09/02/2026
Ella fue la que enfureció, aterrorizó y moldeó a Arundhati Roy
Fuente: telam
Las implacables memorias de la premiada novelista, "Mother Mary Comes to Me", capturan la agitada vida y los tiempos de su madre, una educadora motivada y una inspiración imperfecta
>A la larga y sonora lista de madres difíciles de la literatura —la Sra. Bennet; Joan Crawford; Rose Hovick; ¡vaya, Medea!—, ahora añadamos a Mary Roy. A la Sra. Roy, a ustedes. Y, lo más revelador, a su propia hija.

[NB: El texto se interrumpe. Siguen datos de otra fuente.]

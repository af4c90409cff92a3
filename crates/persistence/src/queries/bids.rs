// Copyright (C) 2026 Fred Clausen
// Use of this source code is governed by an MIT-style
// license that can be found in the LICENSE file or at
// https://opensource.org/licenses/MIT.

use diesel::prelude::*;
use diesel::{MysqlConnection, SqliteConnection};
use tender_bid_domain::{Bid, Pagination};
use tracing::debug;

use crate::data_models::BidRow;
use crate::diesel_schema::bid;
use crate::error::PersistenceError;

backend_fn! {
/// Retrieves a bid by id.
///
/// # Errors
///
/// Returns an error if the query fails or the stored row is malformed.
/// Returns `Ok(None)` if the bid does not exist.
pub fn get_bid(conn: &mut _, bid_id: &str) -> Result<Option<Bid>, PersistenceError> {
    let row: Option<BidRow> = bid::table
        .filter(bid::id.eq(bid_id))
        .select(BidRow::as_select())
        .first(conn)
        .optional()
        .map_err(|e| PersistenceError::QueryFailed(format!("get_bid: {e}")))?;

    row.map(Bid::try_from).transpose()
}
}

backend_fn! {
/// Lists one page of the bids authored by an employee, ordered by name.
///
/// # Errors
///
/// Returns an error if the query fails or a stored row is malformed.
pub fn list_bids_by_author(
    conn: &mut _,
    author_id: &str,
    page: Pagination,
) -> Result<Vec<Bid>, PersistenceError> {
    let rows: Vec<BidRow> = bid::table
        .filter(bid::author_id.eq(author_id))
        .select(BidRow::as_select())
        .order((bid::name.asc(), bid::id.asc()))
        .limit(page.limit())
        .offset(page.offset())
        .load(conn)
        .map_err(|e| PersistenceError::QueryFailed(format!("list_bids_by_author: {e}")))?;

    debug!(author_id, count = rows.len(), "Listed bids by author");
    rows.into_iter().map(Bid::try_from).collect()
}
}

backend_fn! {
/// Lists one page of the bids placed on a tender, ordered by name.
///
/// # Errors
///
/// Returns an error if the query fails or a stored row is malformed.
pub fn list_bids_for_tender(
    conn: &mut _,
    tender_id: &str,
    page: Pagination,
) -> Result<Vec<Bid>, PersistenceError> {
    let rows: Vec<BidRow> = bid::table
        .filter(bid::tender_id.eq(tender_id))
        .select(BidRow::as_select())
        .order((bid::name.asc(), bid::id.asc()))
        .limit(page.limit())
        .offset(page.offset())
        .load(conn)
        .map_err(|e| PersistenceError::QueryFailed(format!("list_bids_for_tender: {e}")))?;

    debug!(tender_id, count = rows.len(), "Listed bids for tender");
    rows.into_iter().map(Bid::try_from).collect()
}
}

Esperemos que las nuevas memorias de Roy, Mother Mary Comes to Me, no sean la piedra angular de esta carrera poco convencional (estudió arquitectura y también escribió y actuó en películas), pero ciertamente es una piedra angular: sólida y pulida en su descripción de una monstruosidad fundacional.
“Cuando me brindan o me aplauden, siempre siento que alguien más, alguien tranquilo, está siendo golpeado en la otra habitación”, escribe, y —asintiendo con la cabeza hacia su bien establecida conciencia social— “si te detienes a pensarlo, es cierto, alguien lo está siendo”.
“¡Fuera!” era un edicto frecuente, desde casa o en el coche. “¡Perra!”, exclamó Mary después de que Susanna, de 9 años, colgara accidentalmente su nuevo teléfono de baquelita durante una conversación.
Veamos los puntos fuertes de este personaje complejo. Su Waystar Royco fue Pallikoodam, la renombrada escuela que fundó en un antiguo Rotary Club de Kottayam en 1967. Colaboró con un misionero cristiano, quien se marchó rápidamente tras la llegada de profesores de Bharatanatyam, una forma de danza clásica india (“pagano, anticristiano e inaceptable”, resopló el misionero). El intelecto de Mary era amplio y generoso: le contaba a su hija sobre los conflictos mundiales, leía a Rudyard Kipling y cantaba Ol’ Man River.
El patriarcado le falló a María. Su propio padre, un elegante entomólogo del gobierno imperial, también había sido violento; en una ocasión, le partió el cuero cabelludo a su esposa, una violinista consumada, con un jarrón de latón y le destrozó el instrumento. El hermano de María, G. Isaac, fue becario Rhodes y fundó una fábrica de encurtidos; su gusto por las mujeres jóvenes inspiró a María a llamarlo Humbert Humbert.
Estos familiares y sus dinámicas se describen con extraordinaria precisión, hasta llegar a las grotescas historias rabelesianas del cuidado de ancianos, con su madre usando un timbre de llamada junto con sus gafas de sol Christian Dior. También lo es la inevitable despedida de Arundhati, quien se reinventa con la ayuda de Janis Joplin y los Beatles (nótese el título del libro), mientras “literalmente vive del aire”.
El dinero y su moralidad son consideraciones constantes en Mother Mary Comes to Me. Tras una infancia de abusos y privaciones materiales, Roy nada en dinero y crea una fundación benéfica para lidiar con los excesos: “mis locas regalías”.
Puedes ver a Mary en ese dedo medio, pero ella también puso el Roy en “realeza”.